PATIENTS WITH OSA AND NAFLD HAVE HIGHER LEVELS OF CIRCULATING IL‐6

Based on the data from cellular models, IL‐6 may play an important role in the development of inflammation and fibrosis in the setting of liver disease. We thus sought to determine whether there were higher levels of circulating IL‐6 observed in patients with OSA and NASH compared to those patients without OSA and only simple steatosis. We identified 24 samples from a cohort of patients with NAFLD who had biopsy‐proven NAFLD and polysomnography‐diagnosed presence or absence of OSA for the determination of circulating cytokines. Selected subjects either had NASH and OSA (NASH/OSA) or simple steatosis and no diagnosis of OSA (SS/no OSA) and were matched on body mass index, age, and ethnicity.
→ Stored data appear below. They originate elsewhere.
//! Error types for offer validation and decisions.

use super::{OfferId, OfferStatus};
use crate::validation::FieldError;
use thiserror::Error;

/// Errors returned by offer domain operations.
#[derive(Debug, Clone, Error, PartialEq, Eq)]
pub enum OfferDomainError {
    /// A field failed validation.
    #[error(transparent)]
    Validation(#[from] FieldError),

    /// The offer already left `sent`.
    #[error("offer {offer_id} was already {status}")]
    AlreadyDecided {
        /// Offer that rejected the decision.
        offer_id: OfferId,
        /// Current status.
        status: OfferStatus,
    },
}

/// Error returned while parsing offer statuses from persistence.
#[derive(Debug, Clone, Error, PartialEq, Eq)]
#[error("unknown offer status: {0}")]
pub struct ParseOfferStatusError(pub String);
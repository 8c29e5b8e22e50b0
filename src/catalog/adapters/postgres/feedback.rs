//! `PostgreSQL` repositories for reviews and favorites.

use super::{
    models::{FavoriteRow, ReviewRow},
    schema::{favorites, reviews},
};
use crate::{
    catalog::{
        domain::{Review, ServiceId},
        ports::{
            FavoriteRepository, FavoriteRepositoryError, FavoriteRepositoryResult,
            ReviewRepository, ReviewRepositoryError, ReviewRepositoryResult,
        },
    },
    identity::domain::UserId,
    postgres::{MarketplacePgPool, PersistenceFailure, run_blocking},
};
use async_trait::async_trait;
use chrono::{DateTime, Utc};
use diesel::prelude::*;
use diesel::result::{DatabaseErrorKind, Error as DieselError};

impl PersistenceFailure for ReviewRepositoryError {
    fn persistence(err: impl std::error::Error + Send + Sync + 'static) -> Self {
        Self::persistence(err)
    }
}

impl PersistenceFailure for FavoriteRepositoryError {
    fn persistence(err: impl std::error::Error + Send + Sync + 'static) -> Self {
        Self::persistence(err)
    }
}

/// `PostgreSQL`-backed review repository.
#[derive(Debug, Clone)]
pub struct PostgresReviewRepository {
    pool: MarketplacePgPool,
}

impl PostgresReviewRepository {
    /// Creates a new repository from a `PostgreSQL` connection pool.
    #[must_use]
    pub const fn new(pool: MarketplacePgPool) -> Self {
        Self { pool }
    }
}

#[async_trait]
impl ReviewRepository for PostgresReviewRepository {
    async fn store(&self, review: &Review) -> ReviewRepositoryResult<()> {
        let review_id = review.id();
        let row = ReviewRow::from(review);
        run_blocking(&self.pool, move |connection| {
            diesel::insert_into(reviews::table)
                .values(&row)
                .execute(connection)
                .map_err(|err| match err {
                    DieselError::DatabaseError(DatabaseErrorKind::UniqueViolation, _) => {
                        ReviewRepositoryError::DuplicateReview(review_id)
                    }
                    _ => ReviewRepositoryError::persistence(err),
                })?;
            Ok(())
        })
        .await
    }

    async fn list_for_service(&self, service_id: ServiceId) -> ReviewRepositoryResult<Vec<Review>> {
        run_blocking(&self.pool, move |connection| {
            let rows = reviews::table
                .filter(reviews::service_id.eq(service_id.into_inner()))
                .order(reviews::created_at.desc())
                .select(ReviewRow::as_select())
                .load::<ReviewRow>(connection)
                .map_err(ReviewRepositoryError::persistence)?;
            rows.into_iter().map(Review::try_from).collect()
        })
        .await
    }
}

/// `PostgreSQL`-backed favorite repository.
#[derive(Debug, Clone)]
pub struct PostgresFavoriteRepository {
    pool: MarketplacePgPool,
}

impl PostgresFavoriteRepository {
    /// Creates a new repository from a `PostgreSQL` connection pool.
    #[must_use]
    pub const fn new(pool: MarketplacePgPool) -> Self {
        Self { pool }
    }
}

#[async_trait]
impl FavoriteRepository for PostgresFavoriteRepository {
    async fn toggle(
        &self,
        user: UserId,
        service_id: ServiceId,
        at: DateTime<Utc>,
    ) -> FavoriteRepositoryResult<bool> {
        let row = FavoriteRow {
            user_id: user.into_inner(),
            service_id: service_id.into_inner(),
            created_at: at,
        };
        run_blocking(&self.pool, move |connection| {
            connection
                .transaction::<_, DieselError, _>(|tx| {
                    let removed = diesel::delete(
                        favorites::table
                            .filter(favorites::user_id.eq(row.user_id))
                            .filter(favorites::service_id.eq(row.service_id)),
                    )
                    .execute(tx)?;
                    if removed > 0 {
                        return Ok(false);
                    }
                    diesel::insert_into(favorites::table)
                        .values(&row)
                        .on_conflict_do_nothing()
                        .execute(tx)?;
                    Ok(true)
                })
                .map_err(FavoriteRepositoryError::persistence)
        })
        .await
    }

    async fn list_for_user(&self, user: UserId) -> FavoriteRepositoryResult<Vec<ServiceId>> {
        run_blocking(&self.pool, move |connection| {
            let ids = favorites::table
                .filter(favorites::user_id.eq(user.into_inner()))
                .order(favorites::created_at.desc())
                .select(favorites::service_id)
                .load::<uuid::Uuid>(connection)
                .map_err(FavoriteRepositoryError::persistence)?;
            Ok(ids.into_iter().map(ServiceId::from_uuid).collect())
        })
        .await
    }
}
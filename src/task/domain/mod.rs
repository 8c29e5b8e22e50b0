//! Domain model for client-posted tasks.
//!
//! A task is a request for help that providers bid on. Its status follows a
//! small directed graph; descriptive and commercial fields freeze once the
//! task leaves `open`.

mod budget;
mod error;
mod filter;
mod ids;
mod location;
mod status;
mod task;

pub use budget::BudgetType;
pub use error::{ParseBudgetTypeError, ParseTaskStatusError, TaskDomainError};
pub use filter::{Proximity, TaskFilter};
pub use ids::{PhotoUrl, TaskId};
pub use location::{Coordinates, Location};
pub use status::TaskStatus;
pub use task::{PersistedTaskData, Task, TaskDetails, TaskEdit};
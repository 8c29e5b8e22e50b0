//! Then steps for offer acceptance BDD scenarios.

use super::world::{AcceptanceWorld, run_async};
use rust_decimal::Decimal;
use skillmarket::{
    booking::{domain::BookingStatus, ports::BookingRepository},
    offer::domain::OfferStatus,
    task::domain::TaskStatus,
};
use rstest_bdd_macros::then;

#[then(r#"the task is "{status}""#)]
fn task_is(world: &AcceptanceWorld, status: String) -> Result<(), eyre::Report> {
    let expected = TaskStatus::try_from(status.as_str())
        .map_err(|err| eyre::eyre!("invalid expected status in scenario: {err}"))?;
    let stored = run_async(world.tasks.get_task(world.task()?.id()))?;
    eyre::ensure!(
        stored.status() == expected,
        "expected task {expected}, found {}",
        stored.status()
    );
    Ok(())
}

#[then("the task is assigned to the first provider")]
fn task_assigned_to_first(world: &AcceptanceWorld) -> Result<(), eyre::Report> {
    let stored = run_async(world.tasks.get_task(world.task()?.id()))?;
    let (provider, _) = world.bid(1)?;
    eyre::ensure!(
        stored.assigned_provider() == Some(provider.id()),
        "task assigned to {:?}",
        stored.assigned_provider()
    );
    Ok(())
}

#[then(r#"the second offer is "{status}""#)]
fn second_offer_is(world: &AcceptanceWorld, status: String) -> Result<(), eyre::Report> {
    let expected = OfferStatus::try_from(status.as_str())
        .map_err(|err| eyre::eyre!("invalid expected status in scenario: {err}"))?;
    let (_, offer) = world.bid(2)?;
    let offers = run_async(
        world
            .offers
            .list_offers_for_task(world.task()?.id(), &world.client),
    )?;
    let stored = offers
        .iter()
        .find(|candidate| candidate.id() == offer.id())
        .ok_or_else(|| eyre::eyre!("second offer missing"))?;
    eyre::ensure!(
        stored.status() == expected,
        "expected offer {expected}, found {}",
        stored.status()
    );
    Ok(())
}

#[then("a confirmed booking exists at {price:i64}")]
fn confirmed_booking_exists(world: &AcceptanceWorld, price: i64) -> Result<(), eyre::Report> {
    let booking = run_async(world.bookings.find_by_task(world.task()?.id()))?
        .ok_or_else(|| eyre::eyre!("no booking for task"))?;
    eyre::ensure!(
        booking.status() == BookingStatus::Confirmed,
        "booking is {}",
        booking.status()
    );
    eyre::ensure!(
        booking.total_price().amount() == Decimal::new(price, 0),
        "booking priced at {}",
        booking.total_price().amount()
    );
    Ok(())
}

#[then("no booking exists for the task")]
fn no_booking_exists(world: &AcceptanceWorld) -> Result<(), eyre::Report> {
    let booking = run_async(world.bookings.find_by_task(world.task()?.id()))?;
    eyre::ensure!(booking.is_none(), "unexpected booking {booking:?}");
    Ok(())
}

#[then(r#"acceptance fails with "{kind}""#)]
fn acceptance_fails_with(world: &AcceptanceWorld, kind: String) -> Result<(), eyre::Report> {
    let result = world
        .last_result
        .as_ref()
        .ok_or_else(|| eyre::eyre!("missing acceptance result"))?;
    match result {
        Ok(acceptance) => Err(eyre::eyre!(
            "expected {kind}, but booking {} was created",
            acceptance.booking().id()
        )),
        Err(err) if err.kind().as_str() == kind => Ok(()),
        Err(err) => Err(eyre::eyre!("expected {kind}, got {err:?}")),
    }
}

#[then(r#"the offer is recorded as "{status}""#)]
fn offer_recorded_as(world: &AcceptanceWorld, status: String) -> Result<(), eyre::Report> {
    let expected = OfferStatus::try_from(status.as_str())
        .map_err(|err| eyre::eyre!("invalid expected status in scenario: {err}"))?;
    let offer = match world.last_submission.as_ref() {
        Some(Ok(offer)) => offer,
        Some(Err(err)) => return Err(eyre::eyre!("submission failed: {err:?}")),
        None => return Err(eyre::eyre!("missing submission result")),
    };
    eyre::ensure!(
        offer.status() == expected,
        "expected offer {expected}, found {}",
        offer.status()
    );
    Ok(())
}

#[then("the task offer count is {count:u32}")]
fn task_offer_count_is(world: &AcceptanceWorld, count: u32) -> Result<(), eyre::Report> {
    let stored = run_async(world.tasks.get_task(world.task()?.id()))?;
    eyre::ensure!(
        stored.offers_count() == count,
        "expected {count} offers, found {}",
        stored.offers_count()
    );
    Ok(())
}

#[then(r#"submission fails with "{kind}""#)]
fn submission_fails_with(world: &AcceptanceWorld, kind: String) -> Result<(), eyre::Report> {
    match world.last_submission.as_ref() {
        Some(Err(err)) if err.kind().as_str() == kind => Ok(()),
        Some(Err(err)) => Err(eyre::eyre!("expected {kind}, got {err:?}")),
        Some(Ok(offer)) => Err(eyre::eyre!("expected {kind}, but offer {} was stored", offer.id())),
        None => Err(eyre::eyre!("missing submission result")),
    }
}

#[then("exactly one acceptance succeeds")]
fn exactly_one_acceptance_succeeds(world: &AcceptanceWorld) -> Result<(), eyre::Report> {
    let winners = world
        .concurrent_results
        .iter()
        .filter(|outcome| outcome.is_ok())
        .count();
    eyre::ensure!(winners == 1, "expected one winner, found {winners}");
    Ok(())
}

#[then(r#"the losing acceptance fails with "{kind}""#)]
fn losing_acceptance_fails_with(world: &AcceptanceWorld, kind: String) -> Result<(), eyre::Report> {
    let losers: Vec<&str> = world
        .concurrent_results
        .iter()
        .filter_map(|outcome| outcome.as_ref().err())
        .map(|err| err.kind().as_str())
        .collect();
    eyre::ensure!(losers == [kind.as_str()], "unexpected losers {losers:?}");
    Ok(())
}

#[then("exactly one booking exists for the task")]
fn exactly_one_booking_exists(world: &AcceptanceWorld) -> Result<(), eyre::Report> {
    let task = run_async(world.tasks.get_task(world.task()?.id()))?;
    let booking = run_async(world.bookings.find_by_task(task.id()))?
        .ok_or_else(|| eyre::eyre!("no booking for task"))?;
    eyre::ensure!(
        task.assigned_provider() == Some(booking.provider()),
        "booking provider differs from assigned provider"
    );
    let for_client = run_async(world.bookings.list_for_customer(world.client.id()))?;
    eyre::ensure!(
        for_client.len() == 1,
        "expected one booking, found {}",
        for_client.len()
    );
    Ok(())
}
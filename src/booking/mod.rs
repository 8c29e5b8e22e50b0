//! Bookings: the confirmed, payable engagements both transaction paths end in.
//!
//! A booking originates either from a catalog listing (direct path) or from
//! an accepted offer (task path). Parties and price are fixed at creation.

pub mod adapters;
pub mod domain;
pub mod ports;
pub mod services;

#[cfg(test)]
mod tests;
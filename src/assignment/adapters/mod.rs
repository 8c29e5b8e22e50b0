//! Adapter implementations of the assignment store.

pub mod memory;
pub mod postgres;
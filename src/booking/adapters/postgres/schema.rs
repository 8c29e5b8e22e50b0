//! Diesel schema for booking persistence.

diesel::table! {
    /// Bookings; exactly one of `service_id` and `task_id` is set, and
    /// `task_id` is unique.
    bookings (id) {
        /// Booking identifier.
        id -> Uuid,
        /// Origin kind, `service` or `task`.
        #[max_length = 20]
        source -> Varchar,
        /// Booked listing for direct bookings.
        service_id -> Nullable<Uuid>,
        /// Originating task for offer acceptances.
        task_id -> Nullable<Uuid>,
        /// Paying party.
        customer_id -> Uuid,
        /// Party doing the work.
        provider_id -> Uuid,
        /// Price snapshot.
        total_price -> Numeric,
        /// Lifecycle status.
        #[max_length = 20]
        status -> Varchar,
        /// Payment status.
        #[max_length = 20]
        payment_status -> Varchar,
        /// Agreed start.
        scheduled_at -> Nullable<Timestamptz>,
        /// Customer note.
        notes -> Nullable<Text>,
        /// Creation timestamp.
        created_at -> Timestamptz,
        /// Last update timestamp.
        updated_at -> Timestamptz,
    }
}
//! In-memory task adapters.

mod geocoder;
mod task;

pub use geocoder::StaticGeocoder;
pub use task::InMemoryTaskRepository;
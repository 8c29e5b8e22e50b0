//! Actor identity consumed by the marketplace.
//!
//! Authentication happens elsewhere. The marketplace only needs to know who
//! is acting and in which role, which the [`ports::IdentityProvider`] port
//! supplies for each request.

pub mod adapters;
pub mod domain;
pub mod ports;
No subjects had diabetes, and no subjects were current smokers. The clinical characteristics of the patients are shown in Supporting Table 2. These samples were analyzed using the Luminex array for analysis of circulating cytokines. We found a trend toward higher levels of circulating IL‐6 in patients with OSA and NASH, but the differences between the groups did not reach statistical significance (Controls, 0.35 versus OSA/NASH 0.98 pg/mL, P = 0.33; OSA/NASH versus SS/no OSA, 0.77 pg/mL, P = 0.31) (Fig. 5A). There was no difference in circulating IFNγ, IL‐10, IL‐8, or TNF‐α levels among the groups (Fig. 5B). These findings are limited by the small sample size but are consistent with prior data examining OSA alone in both children and adults25, 26, 27 and suggest that there is likely important human relevance to our in vitro findings.
Figure 5

Individuals with OSA and NASH have a trend toward higher circulating IL‐6 levels and no significant difference in other circulating cytokines. Using a Luminex array, circulating levels of select cytokines were examined in patients with simple steatosis and absence of OSA (SS/no OSA, n = 12) or biopsy‐proven NASH and polysomnography‐proven OSA (OSA/NASH, n = 12) or healthy controls (n = 4). (A) There was a trend toward higher levels of circulating IL‐6 in patients with OSA/NASH. (B) No significant difference in the levels of other circulating cytokines were observed.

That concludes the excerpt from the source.